「電子処方箋」10月末からの先行運用でクリアすべき課題が見えてきた
厚労省は来年1月から「電子処方箋」の運用開始を目指している。医療機関から薬を出してもらう際に必要な処方箋をこれまでの紙からデジタルデータに変更し、オンラインで運用するシステムだ。10月末からは山形県酒田、福島県須賀川、千葉県旭、広島県安佐の4地域で先行運用が始まり、検証が重ねられている。現時点での課題はあるのか。先行運用がスタートしている地域の医療機関に勤務する管理薬剤師に聞いた。
電子処方箋による薬の処方は以下のような手順になる。
診察した医師がクラウド上の「電子処方箋管理サービス」にデータを登録すると、専用の引き換え番号が交付される。医師から引き換え番号の通知を受けた患者は、薬局へ出向いて引き換え番号を提示し、健康保険証(もしくはマイナンバーカード)による本人確認を行って、調剤された薬を受け取る。

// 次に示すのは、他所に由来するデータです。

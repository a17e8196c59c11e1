//! 文字マッパーによる正規化のベンチマーク
//!
//! 全角英数字とかなを含むテキストを1文字ずつ変換する速度を計測します。

use std::hint::black_box;

use criterion::{criterion_group, criterion_main, Criterion, Throughput};
use lexicore::mapper::{CharMapper, NOT_ALLOWED};

const RULES: &str = "0..9, a..z, A..Z->a..z, ０..９->0..9, Ａ..Ｚ->a..z, ａ..ｚ->a..z, \
                     U+3041..U+3096, U+30A1..U+30FA, U+0100..U+017F/2";

fn corpus() -> Vec<char> {
    "吾輩はネコである。名前はまだ無い。Ｒｕｓｔ２０２４とRust 2024。Āā Ēē"
        .repeat(256)
        .chars()
        .collect()
}

fn bench_transform(c: &mut Criterion) {
    let mut mapper = CharMapper::new(false);
    mapper.apply_rules(RULES, 1).unwrap();
    let input = corpus();

    let mut group = c.benchmark_group("CharMapper");
    group.throughput(Throughput::Elements(input.len() as u64));

    group.bench_function("transform_char", |b| {
        b.iter(|| {
            let mut allowed = 0usize;
            for &ch in &input {
                if mapper.transform_char(black_box(ch)).is_some() {
                    allowed += 1;
                }
            }
            allowed
        })
    });

    group.bench_function("transform_raw", |b| {
        b.iter(|| {
            let mut tag = 0;
            let mut allowed = 0usize;
            for &ch in &input {
                if mapper.transform_raw(black_box(u32::from(ch)), &mut tag) != NOT_ALLOWED {
                    allowed += 1;
                }
            }
            allowed
        })
    });

    group.finish();
}

criterion_group!(benches, bench_transform);
criterion_main!(benches);
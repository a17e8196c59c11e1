//! プロパティ値のブロブヒープ
//!
//! すべての見出し語のプロパティ値を1本のバイト列に詰め、オフセットと長さで参照します。

use rkyv::{Archive, Deserialize, Serialize};

use crate::errors::Result;
use crate::utils::FromU32;

/// ヒープ内のバイト列への参照
#[derive(Clone, Copy, Eq, PartialEq, Debug, Archive, Serialize, Deserialize)]
pub struct BlobRef {
    pub offset: u32,
    pub len: u32,
}

impl BlobRef {
    /// 参照先の範囲を返します。
    #[inline(always)]
    pub fn range(self) -> std::ops::Range<usize> {
        let start = usize::from_u32(self.offset);
        start..start + usize::from_u32(self.len)
    }
}

/// ブロブヒープを構築するビルダー
#[derive(Default)]
pub struct BlobHeapBuilder {
    data: Vec<u8>,
}

impl BlobHeapBuilder {
    /// 新しいビルダーを作成します。
    pub fn new() -> Self {
        Self::default()
    }

    /// バイト列を追加し、その参照を返します。
    #[inline(always)]
    pub fn push(&mut self, bytes: &[u8]) -> Result<BlobRef> {
        let offset = u32::try_from(self.data.len())?;
        let len = u32::try_from(bytes.len())?;
        // The end offset must also fit in u32.
        u32::try_from(self.data.len() + bytes.len())?;
        self.data.extend_from_slice(bytes);
        Ok(BlobRef { offset, len })
    }

    /// ヒープのバイト列を返します。
    #[allow(clippy::missing_const_for_fn)]
    pub fn build(self) -> Vec<u8> {
        self.data
    }
}

#[cfg(test)]
mod tests {
    use super::*;

    #[test]
    fn test_push() {
        let mut b = BlobHeapBuilder::new();
        let r1 = b.push(b"abc").unwrap();
        let r2 = b.push(&[]).unwrap();
        let r3 = b.push(&5i16.to_le_bytes()).unwrap();
        let heap = b.build();
        assert_eq!(&heap[r1.range()], b"abc");
        assert_eq!(&heap[r2.range()], b"");
        assert_eq!(&heap[r3.range()], &[5, 0]);
    }
}
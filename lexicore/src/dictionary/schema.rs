//! プロパティスキーマ
//!
//! 辞書内のすべての見出し語が共有する、名前と型を持つ属性定義の列を扱います。

use rkyv::{Archive, Deserialize, Serialize};

use crate::errors::{LexiconError, Result};

/// プロパティキーの最大バイト長
pub const MAX_PROPERTY_KEY_LEN: usize = 63;

/// プロパティ値の型
#[derive(Clone, Copy, Eq, PartialEq, Debug, Hash, Archive, Serialize, Deserialize)]
#[rkyv(compare(PartialEq), derive(Debug, Clone, Copy))]
#[repr(u8)]
pub enum PropType {
    /// 可変長のバイト列
    String,
    /// 2バイト整数
    Short,
    /// 4バイト整数
    Int,
    /// 8バイト整数
    Long,
}

impl PropType {
    /// 固定長の型であればそのバイト数を返します。`String`の場合は`None`です。
    #[inline(always)]
    pub const fn fixed_width(self) -> Option<usize> {
        match self {
            Self::String => None,
            Self::Short => Some(2),
            Self::Int => Some(4),
            Self::Long => Some(8),
        }
    }

    /// 型の名前を返します。
    pub const fn name(self) -> &'static str {
        match self {
            Self::String => "STRING",
            Self::Short => "SHORT",
            Self::Int => "INT",
            Self::Long => "LONG",
        }
    }
}

/// プロパティの定義
#[derive(Clone, Eq, PartialEq, Debug, Hash, Archive, Serialize, Deserialize)]
pub struct PropertyDef {
    /// キー (最大63バイト)
    pub key: String,
    /// 値の型
    pub prop_type: PropType,
}

impl PropertyDef {
    /// 新しい定義を作成します。
    pub fn new<S>(key: S, prop_type: PropType) -> Self
    where
        S: Into<String>,
    {
        Self {
            key: key.into(),
            prop_type,
        }
    }
}

/// 辞書全体で共有される、順序付きのプロパティ定義
#[derive(Clone, Eq, PartialEq, Debug, Archive, Serialize, Deserialize)]
pub struct PropertySchema {
    defs: Vec<PropertyDef>,
}

impl PropertySchema {
    /// 定義のリストからスキーマを作成します。
    ///
    /// # エラー
    ///
    /// 次の場合に[`LexiconError::Schema`]を返します。
    ///
    /// - 定義が1つもない
    /// - キーが空、63バイトを超える、またはNUL文字を含む
    /// - キーが重複している
    pub fn new<I>(defs: I) -> Result<Self>
    where
        I: IntoIterator<Item = PropertyDef>,
    {
        let defs: Vec<PropertyDef> = defs.into_iter().collect();
        if defs.is_empty() {
            return Err(LexiconError::schema(
                "A schema must define at least one property.",
            ));
        }
        for (i, def) in defs.iter().enumerate() {
            if def.key.is_empty() {
                return Err(LexiconError::schema(format!(
                    "The key of property #{i} is empty."
                )));
            }
            if def.key.len() > MAX_PROPERTY_KEY_LEN {
                return Err(LexiconError::schema(format!(
                    "The key {:?} is {} bytes, but must be at most {} bytes.",
                    def.key,
                    def.key.len(),
                    MAX_PROPERTY_KEY_LEN
                )));
            }
            if def.key.contains('\0') {
                return Err(LexiconError::schema(format!(
                    "The key {:?} contains a NUL character.",
                    def.key
                )));
            }
            if defs[..i].iter().any(|d| d.key == def.key) {
                return Err(LexiconError::schema(format!(
                    "The key {:?} is defined more than once.",
                    def.key
                )));
            }
        }
        Ok(Self { defs })
    }

    /// キーに対応するプロパティの位置を返します。
    #[inline]
    pub fn position(&self, key: &str) -> Option<usize> {
        self.defs.iter().position(|d| d.key == key)
    }

    /// キーの位置と定義を返します。
    ///
    /// # エラー
    ///
    /// キーがスキーマにない場合は[`LexiconError::Schema`]を返します。
    pub fn resolve(&self, key: &str) -> Result<(usize, &PropertyDef)> {
        self.position(key)
            .map(|i| (i, &self.defs[i]))
            .ok_or_else(|| {
                LexiconError::schema(format!("The key {key:?} is not defined in the schema."))
            })
    }

    /// 定義の数を返します。
    #[inline(always)]
    pub fn len(&self) -> usize {
        self.defs.len()
    }

    /// 定義が空の場合に`true`を返します。検証済みのスキーマでは常に`false`です。
    #[inline(always)]
    pub fn is_empty(&self) -> bool {
        self.defs.is_empty()
    }

    /// 位置`i`の定義を返します。
    #[inline(always)]
    pub fn get(&self, i: usize) -> Option<&PropertyDef> {
        self.defs.get(i)
    }

    /// 定義を宣言順に返します。
    pub fn iter(&self) -> impl Iterator<Item = &PropertyDef> {
        self.defs.iter()
    }
}
//! Arc-flag preprocessing and query: for every region, reverse-Dijkstra
//! from its boundary nodes marks which edges may participate in a
//! shortest path into that region.

use crate::graph::{EdgeIndex, EdgeView, EdgeWeight, Graph, NodeId};
use crate::search::dijkstra::Dijkstra;
use crate::search::{best_first_search, SearchResult, ShortestPath};
use std::collections::{HashMap, HashSet};

/// An edge cost plus one bit per region, set when the edge may lie on a
/// shortest path into that region.
#[derive(Clone, Debug)]
pub struct FlaggedEdge {
    pub cost: f64,
    pub flags: Vec<bool>,
}

impl EdgeWeight for FlaggedEdge {
    fn cost(&self) -> f64 {
        self.cost
    }
}

/// The preprocessed structure: a graph whose edges carry region flags,
/// plus the node -> region index lookup queries need to pick a filter.
pub struct ArcFlagIndex<N> {
    graph: Graph<N, FlaggedEdge>,
    region_of: HashMap<NodeId, usize>,
    region_count: usize,
}

impl<N> ArcFlagIndex<N> {
    /// Run the arc-flag preprocessor over `graph` using the given
    /// `regions` (as produced by a [`crate::partition::Partitioning`]).
    pub fn build<E: EdgeWeight>(graph: &Graph<N, E>, regions: &[Vec<NodeId>]) -> Self
    where
        N: Clone,
    {
        let region_count = regions.len();

        let mut region_of: HashMap<NodeId, usize> = HashMap::new();
        for (idx, region) in regions.iter().enumerate() {
            for &node in region {
                region_of.insert(node, idx);
            }
        }

        let mut flags: HashMap<EdgeIndex, Vec<bool>> = HashMap::new();
        let init_flags = || vec![false; region_count];

        let reverse = graph.reversed();

        for (region_idx, region) in regions.iter().enumerate() {
            if region.is_empty() {
                continue;
            }
            let region_set: HashSet<NodeId> = region.iter().copied().collect();

            let boundary_nodes: Vec<NodeId> = region
                .iter()
                .copied()
                .filter(|&node| {
                    graph
                        .incoming(node)
                        .iter()
                        .any(|edge| !region_set.contains(&edge.source))
                })
                .collect();

            let reverse_search = Dijkstra::new(&reverse);
            for boundary in boundary_nodes {
                let result: SearchResult = reverse_search.search(boundary, None);
                // A reverse-graph tree edge (x -> y) corresponds to the
                // original forward edge (y -> x); that original edge lies
                // on a shortest path *into* `boundary`, hence into this
                // region.
                for (x, y, _cost) in result.tree_edges() {
                    for edge in graph.outgoing(y) {
                        if edge.target == x {
                            flags.entry(edge.index).or_insert_with(init_flags)[region_idx] = true;
                        }
                    }
                }
            }

            // Intra-region shortcuts: both endpoints already in this region.
            for &node in region {
                for edge in graph.outgoing(node) {
                    if region_set.contains(&edge.target) {
                        flags.entry(edge.index).or_insert_with(init_flags)[region_idx] = true;
                    }
                }
            }
        }

        let mut flagged: Graph<N, FlaggedEdge> = Graph::new();
        for node in graph.nodes() {
            flagged.add_node(node.id, node.data.clone());
        }
        for node in graph.nodes() {
            for edge in graph.outgoing(node.id) {
                let edge_flags = flags.get(&edge.index).cloned().unwrap_or_else(init_flags);
                flagged
                    .add_edge(edge.source, edge.target, FlaggedEdge { cost: edge.weight.cost(), flags: edge_flags })
                    .expect("endpoints came from a valid graph");
            }
        }

        ArcFlagIndex { graph: flagged, region_of, region_count }
    }

    pub fn region_count(&self) -> usize {
        self.region_count
    }

    pub fn region_of(&self, node: NodeId) -> Option<usize> {
        self.region_of.get(&node).copied()
    }
}

impl<N> ShortestPath<N, FlaggedEdge> for ArcFlagIndex<N> {
    fn search(&self, source: NodeId, destination: Option<NodeId>) -> SearchResult {
        match destination {
            None => best_first_search(&self.graph, [(source, 0.0)], |_| 0.0, |_| true, None),
            Some(destination) => {
                let region = self.region_of(destination);
                let filter = move |edge: &EdgeView<FlaggedEdge>| match region {
                    Some(r) => edge.weight.flags.get(r).copied().unwrap_or(false),
                    None => false,
                };
                best_first_search(&self.graph, [(source, 0.0)], |_| 0.0, filter, Some(destination))
            }
        }
    }
}
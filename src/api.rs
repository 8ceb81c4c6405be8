//! The demo HTTP endpoint. Builds its shortest-path engine fresh per
//! request from the shared, read-only graph and (optional) landmark
//! metric: both are immutable once the server starts, so there's
//! nothing to lock.

use crate::geo::GeoPoint;
use crate::graph::{NodeId, RoadGraph};
use crate::landmark::LandmarkMetric;
use crate::search::astar::AStar;
use crate::search::dijkstra::Dijkstra;
use crate::search::ShortestPath;
use actix_web::{web, App, HttpResponse, HttpServer, Responder};
use serde::{Deserialize, Serialize};

pub struct AppState {
    pub graph: RoadGraph,
    /// When present, `/route` is answered by A\* guided by this metric;
    /// otherwise by plain Dijkstra.
    pub landmark_metric: Option<LandmarkMetric>,
}

#[derive(Deserialize)]
struct RouteQuery {
    from: NodeId,
    to: NodeId,
}

#[derive(Serialize, Deserialize, Debug, PartialEq)]
struct RouteResponse {
    cost: Option<f64>,
    nodes: Vec<NodeId>,
}

async fn route(state: web::Data<AppState>, query: web::Query<RouteQuery>) -> impl Responder {
    let path = match &state.landmark_metric {
        Some(metric) => AStar::new(state.graph.inner(), metric).path(query.from, query.to),
        None => Dijkstra::new(state.graph.inner()).path(query.from, query.to),
    };
    match path {
        Some(path) => HttpResponse::Ok().json(RouteResponse {
            cost: Some(path.total_cost()),
            nodes: path.node_sequence(),
        }),
        None => HttpResponse::Ok().json(RouteResponse { cost: None, nodes: Vec::new() }),
    }
}

#[derive(Deserialize)]
struct NearestQuery {
    lat: f32,
    lon: f32,
}

#[derive(Serialize, Deserialize, Debug, PartialEq)]
struct NearestResponse {
    node: Option<NodeId>,
}

async fn nearest(state: web::Data<AppState>, query: web::Query<NearestQuery>) -> impl Responder {
    let point = GeoPoint::new(query.lat, query.lon);
    let node = state.graph.nearest(&point).map(|view| view.id);
    HttpResponse::Ok().json(NearestResponse { node })
}

pub async fn run(state: AppState, bind: &str) -> std::io::Result<()> {
    let state = web::Data::new(state);
    HttpServer::new(move || {
        App::new()
            .app_data(state.clone())
            .route("/route", web::get().to(route))
            .route("/nearest", web::get().to(nearest))
    })
    .bind(bind)?
    .run()
    .await
}

#[cfg(test)]
mod test {
    use super::*;
    use crate::graph::{Road, RoadType};
    use actix_web::test;

    fn two_node_graph() -> RoadGraph {
        let mut graph = RoadGraph::new();
        graph.add_road_node(1, GeoPoint::new(0.0, 0.0));
        graph.add_road_node(2, GeoPoint::new(0.0, 0.01));
        graph
            .add_road(&Road { nodes: vec![1, 2], road_type: RoadType::Residential, one_way: false })
            .unwrap();
        graph
    }

    #[actix_web::test]
    async fn route_endpoint_finds_a_path() {
        let state = web::Data::new(AppState { graph: two_node_graph(), landmark_metric: None });
        let app = test::init_service(
            App::new().app_data(state.clone()).route("/route", web::get().to(route)),
        )
        .await;

        let req = test::TestRequest::get().uri("/route?from=1&to=2").to_request();
        let body: RouteResponse = test::call_and_read_body_json(&app, req).await;
        assert_eq!(body.nodes, vec![1, 2]);
        assert!(body.cost.unwrap() > 0.0);
    }

    #[actix_web::test]
    async fn route_endpoint_reports_no_path() {
        let state = web::Data::new(AppState { graph: two_node_graph(), landmark_metric: None });
        let app = test::init_service(
            App::new().app_data(state.clone()).route("/route", web::get().to(route)),
        )
        .await;

        let req = test::TestRequest::get().uri("/route?from=2&to=99").to_request();
        let body: RouteResponse = test::call_and_read_body_json(&app, req).await;
        assert_eq!(body, RouteResponse { cost: None, nodes: Vec::new() });
    }

    #[actix_web::test]
    async fn nearest_endpoint_finds_the_closest_node() {
        let state = web::Data::new(AppState { graph: two_node_graph(), landmark_metric: None });
        let app = test::init_service(
            App::new().app_data(state.clone()).route("/nearest", web::get().to(nearest)),
        )
        .await;

        let req = test::TestRequest::get().uri("/nearest?lat=0.0&lon=0.0").to_request();
        let body: NearestResponse = test::call_and_read_body_json(&app, req).await;
        assert_eq!(body.node, Some(1));
    }
}
//! A* guided by a precomputed ALT lower bound: the best-first skeleton
//! with the landmark metric as estimator and no edge filter.

use super::{best_first_search, ShortestPath};
use crate::graph::{EdgeWeight, Graph, NodeId};
use crate::landmark::LandmarkMetric;

pub struct AStar<'a, N, E: EdgeWeight> {
    graph: &'a Graph<N, E>,
    metric: &'a LandmarkMetric,
}

impl<'a, N, E: EdgeWeight> AStar<'a, N, E> {
    pub fn new(graph: &'a Graph<N, E>, metric: &'a LandmarkMetric) -> Self {
        AStar { graph, metric }
    }
}

impl<'a, N, E: EdgeWeight> ShortestPath<N, E> for AStar<'a, N, E> {
    fn search(&self, source: NodeId, destination: Option<NodeId>) -> super::SearchResult {
        match destination {
            // Without a fixed destination there's nothing to estimate
            // distance to; fall back to an exhaustive zero-heuristic search.
            None => best_first_search(self.graph, [(source, 0.0)], |_| 0.0, |_| true, None),
            Some(destination) => best_first_search(
                self.graph,
                [(source, 0.0)],
                |node| self.metric.lower_bound(node, destination),
                |_| true,
                Some(destination),
            ),
        }
    }
}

電子処方箋では、それぞれの患者の薬剤情報がクラウド上に保管・蓄積されていく。医師や薬剤師は、複数の医療機関と薬局をまたいで患者が利用した全国の医療機関と薬局の過去3年分の薬剤情報を参照できるようになる。そのため、複数の医療機関から何種類も薬が処方されている場合でも、重複投薬や副作用リスクがある飲み合わせなどをチェックできる。